Exercise instructions:
Only the number is requested. Tally the lines of the data that hold the string "usize".

[Data entries]
-- Opening Marker --

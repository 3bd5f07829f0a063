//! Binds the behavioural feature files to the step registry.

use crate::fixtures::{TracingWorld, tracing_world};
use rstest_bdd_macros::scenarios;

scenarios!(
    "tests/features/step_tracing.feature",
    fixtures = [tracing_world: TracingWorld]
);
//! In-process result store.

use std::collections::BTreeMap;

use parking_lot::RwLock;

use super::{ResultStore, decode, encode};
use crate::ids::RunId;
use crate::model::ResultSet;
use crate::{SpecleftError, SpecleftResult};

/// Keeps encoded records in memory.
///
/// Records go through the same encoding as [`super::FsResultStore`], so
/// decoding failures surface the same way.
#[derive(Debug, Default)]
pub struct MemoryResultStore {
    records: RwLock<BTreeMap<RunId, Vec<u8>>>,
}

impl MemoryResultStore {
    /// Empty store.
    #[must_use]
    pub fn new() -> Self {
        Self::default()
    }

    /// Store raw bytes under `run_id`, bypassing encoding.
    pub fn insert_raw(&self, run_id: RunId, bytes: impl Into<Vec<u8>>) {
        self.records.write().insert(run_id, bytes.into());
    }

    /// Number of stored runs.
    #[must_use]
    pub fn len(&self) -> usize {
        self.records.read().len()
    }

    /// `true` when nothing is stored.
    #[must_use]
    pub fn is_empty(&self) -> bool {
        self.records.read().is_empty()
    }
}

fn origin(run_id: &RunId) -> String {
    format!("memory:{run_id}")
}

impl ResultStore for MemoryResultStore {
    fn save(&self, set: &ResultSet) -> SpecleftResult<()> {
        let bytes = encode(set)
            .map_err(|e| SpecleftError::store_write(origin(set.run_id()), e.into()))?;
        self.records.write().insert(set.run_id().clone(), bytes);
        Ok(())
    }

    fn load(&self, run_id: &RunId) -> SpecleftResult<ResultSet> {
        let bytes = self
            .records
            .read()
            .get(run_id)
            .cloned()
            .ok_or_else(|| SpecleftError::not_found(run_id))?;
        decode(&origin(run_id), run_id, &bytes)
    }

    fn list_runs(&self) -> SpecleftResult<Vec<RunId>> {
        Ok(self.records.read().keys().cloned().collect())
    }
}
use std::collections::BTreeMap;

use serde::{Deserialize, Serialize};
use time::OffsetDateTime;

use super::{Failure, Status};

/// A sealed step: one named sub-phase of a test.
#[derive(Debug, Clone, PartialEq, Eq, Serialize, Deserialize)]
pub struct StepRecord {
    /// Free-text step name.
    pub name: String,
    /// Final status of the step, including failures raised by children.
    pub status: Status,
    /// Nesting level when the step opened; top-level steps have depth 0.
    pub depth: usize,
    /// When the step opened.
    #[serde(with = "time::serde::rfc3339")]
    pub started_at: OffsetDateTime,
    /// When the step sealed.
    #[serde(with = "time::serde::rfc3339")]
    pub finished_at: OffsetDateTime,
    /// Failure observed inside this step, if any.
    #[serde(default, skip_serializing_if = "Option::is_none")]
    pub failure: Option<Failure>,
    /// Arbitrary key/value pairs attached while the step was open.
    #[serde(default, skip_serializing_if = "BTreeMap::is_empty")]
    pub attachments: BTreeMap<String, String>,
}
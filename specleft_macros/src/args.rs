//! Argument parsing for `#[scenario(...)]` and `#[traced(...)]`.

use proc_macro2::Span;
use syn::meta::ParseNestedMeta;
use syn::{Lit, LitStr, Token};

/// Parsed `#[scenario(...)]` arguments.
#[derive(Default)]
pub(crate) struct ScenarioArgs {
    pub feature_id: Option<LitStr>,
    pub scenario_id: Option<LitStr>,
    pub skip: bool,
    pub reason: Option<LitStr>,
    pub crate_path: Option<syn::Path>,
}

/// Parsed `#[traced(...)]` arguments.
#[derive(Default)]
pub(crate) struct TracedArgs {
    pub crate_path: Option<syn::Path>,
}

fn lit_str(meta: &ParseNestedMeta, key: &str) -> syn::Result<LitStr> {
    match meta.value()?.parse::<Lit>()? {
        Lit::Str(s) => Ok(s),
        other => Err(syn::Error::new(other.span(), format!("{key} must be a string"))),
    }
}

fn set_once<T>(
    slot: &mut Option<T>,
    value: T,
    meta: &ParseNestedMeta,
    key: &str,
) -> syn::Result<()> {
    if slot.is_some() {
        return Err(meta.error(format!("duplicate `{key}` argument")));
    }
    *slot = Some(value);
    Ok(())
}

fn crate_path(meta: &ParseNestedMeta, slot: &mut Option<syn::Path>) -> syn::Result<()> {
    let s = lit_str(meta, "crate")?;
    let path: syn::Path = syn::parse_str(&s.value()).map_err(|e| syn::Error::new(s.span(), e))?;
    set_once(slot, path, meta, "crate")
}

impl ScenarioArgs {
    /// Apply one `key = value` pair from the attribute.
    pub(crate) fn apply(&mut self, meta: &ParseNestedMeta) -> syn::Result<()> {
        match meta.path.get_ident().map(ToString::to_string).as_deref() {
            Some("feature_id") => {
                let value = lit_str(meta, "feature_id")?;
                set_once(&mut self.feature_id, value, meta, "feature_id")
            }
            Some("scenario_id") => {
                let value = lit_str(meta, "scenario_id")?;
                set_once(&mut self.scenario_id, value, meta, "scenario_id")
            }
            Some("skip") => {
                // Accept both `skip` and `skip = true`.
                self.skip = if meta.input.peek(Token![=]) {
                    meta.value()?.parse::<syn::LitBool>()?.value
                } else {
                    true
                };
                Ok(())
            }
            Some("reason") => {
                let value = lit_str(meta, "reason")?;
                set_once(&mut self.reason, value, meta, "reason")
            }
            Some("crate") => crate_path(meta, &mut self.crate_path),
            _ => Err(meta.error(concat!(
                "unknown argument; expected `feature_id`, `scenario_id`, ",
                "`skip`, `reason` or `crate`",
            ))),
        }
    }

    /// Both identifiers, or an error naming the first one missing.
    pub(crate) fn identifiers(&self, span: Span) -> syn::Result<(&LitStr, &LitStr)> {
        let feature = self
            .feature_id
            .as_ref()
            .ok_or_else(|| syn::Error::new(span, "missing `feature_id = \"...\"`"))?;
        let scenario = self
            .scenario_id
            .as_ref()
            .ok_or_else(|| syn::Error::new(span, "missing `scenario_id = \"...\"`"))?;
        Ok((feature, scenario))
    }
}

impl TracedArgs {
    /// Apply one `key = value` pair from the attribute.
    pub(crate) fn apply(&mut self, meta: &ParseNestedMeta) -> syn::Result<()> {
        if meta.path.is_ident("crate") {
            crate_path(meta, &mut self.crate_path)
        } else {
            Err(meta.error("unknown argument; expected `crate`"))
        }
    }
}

-- Closing Marker --
-- Opening Marker --

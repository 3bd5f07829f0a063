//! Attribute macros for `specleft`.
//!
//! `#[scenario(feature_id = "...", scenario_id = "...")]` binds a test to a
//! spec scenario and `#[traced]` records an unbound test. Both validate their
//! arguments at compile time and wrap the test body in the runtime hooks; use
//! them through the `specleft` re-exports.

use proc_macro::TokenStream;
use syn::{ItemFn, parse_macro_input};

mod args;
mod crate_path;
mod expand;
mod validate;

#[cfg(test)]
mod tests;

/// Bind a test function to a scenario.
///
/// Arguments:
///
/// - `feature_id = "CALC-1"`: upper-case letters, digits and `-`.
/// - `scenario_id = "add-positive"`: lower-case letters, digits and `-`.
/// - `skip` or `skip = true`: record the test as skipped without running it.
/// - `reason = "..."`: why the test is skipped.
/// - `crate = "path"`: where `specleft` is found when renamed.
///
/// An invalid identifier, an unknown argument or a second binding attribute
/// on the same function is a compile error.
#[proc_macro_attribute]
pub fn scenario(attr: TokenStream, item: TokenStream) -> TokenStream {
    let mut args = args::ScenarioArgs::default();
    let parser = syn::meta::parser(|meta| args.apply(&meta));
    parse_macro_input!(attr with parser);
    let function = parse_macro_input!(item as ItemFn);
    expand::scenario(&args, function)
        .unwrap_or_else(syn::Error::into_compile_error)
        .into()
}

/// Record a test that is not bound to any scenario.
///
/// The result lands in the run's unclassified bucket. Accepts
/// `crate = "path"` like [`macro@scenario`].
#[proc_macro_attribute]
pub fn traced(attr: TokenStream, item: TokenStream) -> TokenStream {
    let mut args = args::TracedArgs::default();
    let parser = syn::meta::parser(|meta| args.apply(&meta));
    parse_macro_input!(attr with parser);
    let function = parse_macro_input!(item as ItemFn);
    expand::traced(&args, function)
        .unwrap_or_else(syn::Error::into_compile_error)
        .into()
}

-- Closing Marker --

Output:
2